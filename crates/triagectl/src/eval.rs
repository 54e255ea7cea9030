//! Prompt regression evaluation.
//!
//! Runs every dataset case through the orchestrator, validates the output
//! against the published schema, and applies the expectation checks. Every
//! check reports its own ok/details regardless of overall pass/fail so a
//! partial failure stays diagnosable. Schema failures are captured in the
//! verdict, never thrown.

use anyhow::{anyhow, Context, Result};
use jsonschema::{Draft, JSONSchema};
use serde::Deserialize;
use serde_json::{json, Value};
use std::path::Path;
use triage_common::{
    requirements, CaseVerdict, Check, Expectation, Signals, Ticket, TriageConfig,
};
use triage_core::{orchestrator, select_brain, Brain};

use crate::output;

/// One evaluation dataset record.
#[derive(Debug, Deserialize)]
pub struct EvalCase {
    pub id: String,
    pub ticket: Ticket,
    #[serde(default)]
    pub signals: Signals,
    pub expect: Expectation,
}

/// Aggregate outcome of one evaluation run.
#[derive(Debug, Clone, Copy)]
pub struct EvalSummary {
    pub passed: usize,
    pub total: usize,
}

/// Load newline-delimited JSON cases; blank lines are skipped.
pub fn load_dataset(path: impl AsRef<Path>) -> Result<Vec<EvalCase>> {
    let path = path.as_ref();
    let raw = std::fs::read_to_string(path)
        .with_context(|| format!("reading dataset {}", path.display()))?;

    let mut cases = Vec::new();
    for (lineno, line) in raw.lines().enumerate() {
        let line = line.trim();
        if line.is_empty() {
            continue;
        }
        let case: EvalCase = serde_json::from_str(line)
            .with_context(|| format!("{}:{}: invalid case", path.display(), lineno + 1))?;
        cases.push(case);
    }
    Ok(cases)
}

/// Load and compile the published output schema.
pub fn load_schema(path: impl AsRef<Path>) -> Result<JSONSchema> {
    let path = path.as_ref();
    let raw = std::fs::read_to_string(path)
        .with_context(|| format!("reading schema {}", path.display()))?;
    let doc: Value = serde_json::from_str(&raw)
        .with_context(|| format!("parsing schema {}", path.display()))?;

    JSONSchema::options()
        .with_draft(Draft::Draft7)
        .compile(&doc)
        .map_err(|e| anyhow!("invalid schema {}: {}", path.display(), e))
}

fn contains_any(haystack: &str, needles: &[String]) -> bool {
    let h = haystack.to_lowercase();
    needles.iter().any(|n| h.contains(&n.to_lowercase()))
}

/// Run one case and collect its verdict.
pub async fn run_case(
    brain: &dyn Brain,
    config: &TriageConfig,
    schema: &JSONSchema,
    case: &EvalCase,
) -> Result<CaseVerdict> {
    let output = orchestrator::triage(brain, config, &case.ticket, &case.signals).await?;
    let expect = &case.expect;

    let output_value = serde_json::to_value(&output)?;
    let (schema_ok, schema_err) = match schema.validate(&output_value) {
        Ok(()) => (true, None),
        Err(errors) => {
            let joined = errors.map(|e| e.to_string()).collect::<Vec<_>>().join("; ");
            (false, Some(joined))
        }
    };

    let mut checks = Vec::new();

    checks.push(Check::new(
        "category",
        output.category == expect.category,
        json!({"got": output.category, "want": expect.category}),
    ));

    checks.push(Check::new(
        "priority_in",
        expect.priority_in.is_empty() || expect.priority_in.contains(&output.priority),
        json!({"got": output.priority, "allowed": expect.priority_in}),
    ));

    if expect.routing_contains.is_empty() {
        checks.push(Check::new("routing_contains", true, Value::Null));
    } else {
        checks.push(Check::new(
            "routing_contains",
            contains_any(&output.routing, &expect.routing_contains),
            json!({"got": output.routing, "need_any": expect.routing_contains}),
        ));
    }

    checks.push(Check::new(
        "min_confidence",
        output.confidence >= expect.min_confidence,
        json!({"got": output.confidence, "min": expect.min_confidence}),
    ));

    if expect.must_ask_about.is_empty() {
        checks.push(Check::new("must_ask_about", true, Value::Null));
    } else {
        let q_text = output.questions.join(" ").to_lowercase();
        let missing: Vec<&String> = expect
            .must_ask_about
            .iter()
            .filter(|phrase| !requirements::requirement_met(&q_text, phrase))
            .collect();
        checks.push(Check::new(
            "must_ask_about",
            missing.is_empty(),
            json!({"missing": missing}),
        ));
    }

    if expect.must_include_actions.is_empty() {
        checks.push(Check::new("must_include_actions", true, Value::Null));
    } else {
        let a_text = output.actions.join(" ").to_lowercase();
        let missing: Vec<&String> = expect
            .must_include_actions
            .iter()
            .filter(|item| !a_text.contains(&item.to_lowercase()))
            .collect();
        checks.push(Check::new(
            "must_include_actions",
            missing.is_empty(),
            json!({"missing": missing}),
        ));
    }

    if expect.must_not_say.is_empty() {
        checks.push(Check::new("must_not_say", true, Value::Null));
    } else {
        let text = format!("{} {}", output.customer_reply, output.summary).to_lowercase();
        let found: Vec<&String> = expect
            .must_not_say
            .iter()
            .filter(|phrase| text.contains(&phrase.to_lowercase()))
            .collect();
        checks.push(Check::new(
            "must_not_say",
            found.is_empty(),
            json!({"found": found}),
        ));
    }

    let passed = schema_ok && checks.iter().all(|c| c.ok);

    Ok(CaseVerdict {
        id: case.id.clone(),
        passed,
        schema_ok,
        schema_err,
        checks,
        output,
    })
}

/// Run the whole dataset and print the summary.
pub async fn run(dataset_path: &str, schema_path: &str) -> Result<EvalSummary> {
    let config = TriageConfig::from_env();
    let brain = select_brain(&config).context("selecting brain")?;
    let schema = load_schema(schema_path)?;
    let cases = load_dataset(dataset_path)?;

    let mut verdicts = Vec::with_capacity(cases.len());
    for case in &cases {
        let verdict = run_case(brain.as_ref(), &config, &schema, case)
            .await
            .with_context(|| format!("running case {}", case.id))?;
        verdicts.push(verdict);
    }

    output::print_summary(&verdicts);

    Ok(EvalSummary {
        passed: verdicts.iter().filter(|v| v.passed).count(),
        total: verdicts.len(),
    })
}
#![forbid(unsafe_code)]

//! Per-mutation delivery report.

use crate::error::KvoError;

/// Outcome of one notification pass.
///
/// Returned by every mutation on an [`Observable`](super::Observable). A
/// pass that was suppressed by [`NotifyPolicy::OnChange`](super::NotifyPolicy)
/// yields an empty report.
#[derive(Debug, Clone, Default, PartialEq, Eq)]
pub struct Delivery {
    pub(crate) delivered: usize,
    pub(crate) failures: Vec<KvoError>,
}

impl Delivery {
    /// Number of callbacks that ran to completion.
    #[must_use]
    pub fn delivered(&self) -> usize {
        self.delivered
    }

    /// Callbacks that panicked during this pass, in the order they ran.
    #[must_use]
    pub fn failures(&self) -> &[KvoError] {
        &self.failures
    }

    /// True when no callback failed.
    #[must_use]
    pub fn is_clean(&self) -> bool {
        self.failures.is_empty()
    }

    /// Collapse into a `Result`, surfacing the first failure.
    pub fn into_result(self) -> Result<usize, KvoError> {
        match self.failures.into_iter().next() {
            Some(err) => Err(err),
            None => Ok(self.delivered),
        }
    }
}
#![forbid(unsafe_code)]

//! Command-line argument parsing for the birthday demo.
//!
//! Parses args manually to keep the binary lean. Supports environment
//! variable overrides via the `KVO_DEMO_*` prefix.

use std::env;
use std::process;

use kvo_runtime::NotifyPolicy;

const VERSION: &str = env!("CARGO_PKG_VERSION");

const HELP_TEXT: &str = "\
kvo-demo: one subject, two observers, one birthday

USAGE:
    kvo-demo [OPTIONS]

OPTIONS:
    --name=NAME          Subject name (default: Brucey)
    --age=N              Initial age (default: 17)
    --birthdays=N        Number of mutations to perform (default: 1)
    --set=N              Set the age to N on each mutation instead of adding one
    --cancel=WHO         Cancel an observer before mutating: 'walker', 'groomer', or 'none' (default: none)
    --notify=POLICY      'always' or 'on-change' (default: always)
    --strict             Reject a blank name or negative age
    --help, -h           Show this help message
    --version, -V        Show version

ENVIRONMENT VARIABLES:
    KVO_DEMO_NAME        Override --name
    KVO_DEMO_AGE         Override --age
    KVO_DEMO_BIRTHDAYS   Override --birthdays
    KVO_DEMO_SET         Override --set
    KVO_DEMO_CANCEL      Override --cancel
    KVO_DEMO_NOTIFY      Override --notify
    KVO_DEMO_STRICT      Override --strict (1/true to enable)
    KVO_LOG              Log filter for stderr diagnostics (default: warn)";

/// Which stock observer, if any, to cancel before mutating.
#[derive(Debug, Clone, Copy, Default, PartialEq, Eq)]
pub enum Cancel {
    #[default]
    None,
    Walker,
    Groomer,
}

impl Cancel {
    fn parse(value: &str) -> Option<Self> {
        match value.trim().to_ascii_lowercase().as_str() {
            "none" => Some(Self::None),
            "walker" => Some(Self::Walker),
            "groomer" => Some(Self::Groomer),
            _ => None,
        }
    }
}

fn parse_policy(value: &str) -> Option<NotifyPolicy> {
    match value.trim().to_ascii_lowercase().as_str() {
        "always" => Some(NotifyPolicy::Always),
        "on-change" | "onchange" => Some(NotifyPolicy::OnChange),
        _ => None,
    }
}

fn parse_flag(value: &str) -> bool {
    value == "1" || value.eq_ignore_ascii_case("true")
}

/// Parsed command-line options.
#[derive(Debug, Clone, PartialEq, Eq)]
pub struct Opts {
    /// Subject name.
    pub name: String,
    /// Initial value of the observed attribute.
    pub age: i64,
    /// How many mutations to perform.
    pub birthdays: u32,
    /// Fixed value to assign on each mutation (None = increment).
    pub set: Option<i64>,
    /// Observer to cancel before the first mutation.
    pub cancel: Cancel,
    pub notify: NotifyPolicy,
    /// Validate the subject on construction.
    pub strict: bool,
}

#[derive(Debug, Clone, PartialEq, Eq)]
enum ParseError {
    Help,
    Version,
    InvalidValue { flag: &'static str, value: String },
    UnknownArg(String),
}

impl Default for Opts {
    fn default() -> Self {
        Self {
            name: "Brucey".into(),
            age: 17,
            birthdays: 1,
            set: None,
            cancel: Cancel::None,
            notify: NotifyPolicy::Always,
            strict: false,
        }
    }
}

impl Opts {
    /// Parse command-line arguments and environment variables.
    ///
    /// Environment variables take precedence over defaults but are overridden
    /// by explicit command-line flags.
    pub fn parse() -> Self {
        match Self::parse_from_env_and_args(env::args().skip(1), |key| env::var(key).ok()) {
            Ok(opts) => opts,
            Err(ParseError::Help) => {
                println!("{HELP_TEXT}");
                process::exit(0);
            }
            Err(ParseError::Version) => {
                println!("kvo-demo {VERSION}");
                process::exit(0);
            }
            Err(ParseError::InvalidValue { flag, value }) => {
                eprintln!("Invalid {flag} value: {value}");
                process::exit(1);
            }
            Err(ParseError::UnknownArg(arg)) => {
                eprintln!("Unknown argument: {arg}");
                eprintln!("Run with --help for usage information.");
                process::exit(1);
            }
        }
    }

    fn parse_from_env_and_args<I, S, F>(args: I, get_env: F) -> Result<Self, ParseError>
    where
        I: IntoIterator<Item = S>,
        S: AsRef<str>,
        F: Fn(&str) -> Option<String>,
    {
        let mut opts = Self::default();

        // Apply environment variable defaults first
        if let Some(val) = get_env("KVO_DEMO_NAME") {
            opts.name = val;
        }
        if let Some(val) = get_env("KVO_DEMO_AGE")
            && let Ok(n) = val.trim().parse()
        {
            opts.age = n;
        }
        if let Some(val) = get_env("KVO_DEMO_BIRTHDAYS")
            && let Ok(n) = val.trim().parse()
        {
            opts.birthdays = n;
        }
        if let Some(val) = get_env("KVO_DEMO_SET")
            && let Ok(n) = val.trim().parse()
        {
            opts.set = Some(n);
        }
        if let Some(val) = get_env("KVO_DEMO_CANCEL")
            && let Some(cancel) = Cancel::parse(&val)
        {
            opts.cancel = cancel;
        }
        if let Some(val) = get_env("KVO_DEMO_NOTIFY")
            && let Some(policy) = parse_policy(&val)
        {
            opts.notify = policy;
        }
        if let Some(val) = get_env("KVO_DEMO_STRICT") {
            opts.strict = parse_flag(&val);
        }

        for arg in args {
            let arg = arg.as_ref();
            match arg {
                "--help" | "-h" => return Err(ParseError::Help),
                "--version" | "-V" => return Err(ParseError::Version),
                "--strict" => opts.strict = true,
                _ => {
                    let Some((flag, value)) = arg.split_once('=') else {
                        return Err(ParseError::UnknownArg(arg.to_string()));
                    };
                    match flag {
                        "--name" => opts.name = value.to_string(),
                        "--age" => opts.age = parse_number("--age", value)?,
                        "--birthdays" => opts.birthdays = parse_number("--birthdays", value)?,
                        "--set" => opts.set = Some(parse_number("--set", value)?),
                        "--cancel" => {
                            opts.cancel = Cancel::parse(value).ok_or_else(|| {
                                ParseError::InvalidValue {
                                    flag: "--cancel",
                                    value: value.to_string(),
                                }
                            })?;
                        }
                        "--notify" => {
                            opts.notify =
                                parse_policy(value).ok_or_else(|| ParseError::InvalidValue {
                                    flag: "--notify",
                                    value: value.to_string(),
                                })?;
                        }
                        _ => return Err(ParseError::UnknownArg(arg.to_string())),
                    }
                }
            }
        }

        Ok(opts)
    }
}

fn parse_number<N: std::str::FromStr>(flag: &'static str, value: &str) -> Result<N, ParseError> {
    value.trim().parse().map_err(|_| ParseError::InvalidValue {
        flag,
        value: value.to_string(),
    })
}

#[cfg(test)]
mod tests {
    use super::*;
    use std::collections::HashMap;

    fn parse_with(args: &[&str], env: &[(&str, &str)]) -> Result<Opts, ParseError> {
        let map: HashMap<String, String> = env
            .iter()
            .map(|(k, v)| ((*k).to_string(), (*v).to_string()))
            .collect();
        Opts::parse_from_env_and_args(args.iter().copied(), |key| map.get(key).cloned())
    }

    #[test]
    fn defaults_reproduce_the_classic_scenario() {
        let opts = parse_with(&[], &[]).unwrap();
        assert_eq!(opts, Opts::default());
        assert_eq!(opts.name, "Brucey");
        assert_eq!(opts.age, 17);
        assert_eq!(opts.birthdays, 1);
        assert_eq!(opts.cancel, Cancel::None);
        assert_eq!(opts.notify, NotifyPolicy::Always);
    }

    #[test]
    fn flags_are_parsed() {
        let opts = parse_with(
            &[
                "--name=Rex",
                "--age=3",
                "--birthdays=2",
                "--set=9",
                "--cancel=walker",
                "--notify=on-change",
                "--strict",
            ],
            &[],
        )
        .unwrap();
        assert_eq!(opts.name, "Rex");
        assert_eq!(opts.age, 3);
        assert_eq!(opts.birthdays, 2);
        assert_eq!(opts.set, Some(9));
        assert_eq!(opts.cancel, Cancel::Walker);
        assert_eq!(opts.notify, NotifyPolicy::OnChange);
        assert!(opts.strict);
    }

    #[test]
    fn env_applies_and_flags_win() {
        let opts = parse_with(
            &["--age=5"],
            &[
                ("KVO_DEMO_NAME", "Fido"),
                ("KVO_DEMO_AGE", "40"),
                ("KVO_DEMO_CANCEL", "Groomer"),
                ("KVO_DEMO_STRICT", "true"),
            ],
        )
        .unwrap();
        assert_eq!(opts.name, "Fido");
        assert_eq!(opts.age, 5);
        assert_eq!(opts.cancel, Cancel::Groomer);
        assert!(opts.strict);
    }

    #[test]
    fn unparsable_env_is_ignored() {
        let opts = parse_with(&[], &[("KVO_DEMO_AGE", "old"), ("KVO_DEMO_NOTIFY", "never")]).unwrap();
        assert_eq!(opts.age, 17);
        assert_eq!(opts.notify, NotifyPolicy::Always);
    }

    #[test]
    fn invalid_flag_values_are_reported() {
        assert_eq!(
            parse_with(&["--age=old"], &[]),
            Err(ParseError::InvalidValue {
                flag: "--age",
                value: "old".into(),
            })
        );
        assert!(matches!(
            parse_with(&["--cancel=vet"], &[]),
            Err(ParseError::InvalidValue { flag: "--cancel", .. })
        ));
        assert!(matches!(
            parse_with(&["--birthdays=-1"], &[]),
            Err(ParseError::InvalidValue { flag: "--birthdays", .. })
        ));
    }

    #[test]
    fn negative_age_parses() {
        let opts = parse_with(&["--age=-2"], &[]).unwrap();
        assert_eq!(opts.age, -2);
    }

    #[test]
    fn unknown_and_meta_args() {
        assert_eq!(
            parse_with(&["--bogus"], &[]),
            Err(ParseError::UnknownArg("--bogus".into()))
        );
        assert_eq!(
            parse_with(&["--color=red"], &[]),
            Err(ParseError::UnknownArg("--color=red".into()))
        );
        assert_eq!(parse_with(&["-h"], &[]), Err(ParseError::Help));
        assert_eq!(parse_with(&["--version"], &[]), Err(ParseError::Version));
    }
}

◆ WORK REQUEST
Write out a verbatim copy of the data, beginning with its first line and ending with the line that contains "expectation checks. Every".

◆ ANSWER TO THE PROBLEM
filename crates/triagectl/src/eval.rs
repository 54e255ea7cea9030
//! Prompt regression evaluation.
//!
//! Runs every dataset case through the orchestrator, validates the output
//! against the published schema, and applies the expectation checks. Every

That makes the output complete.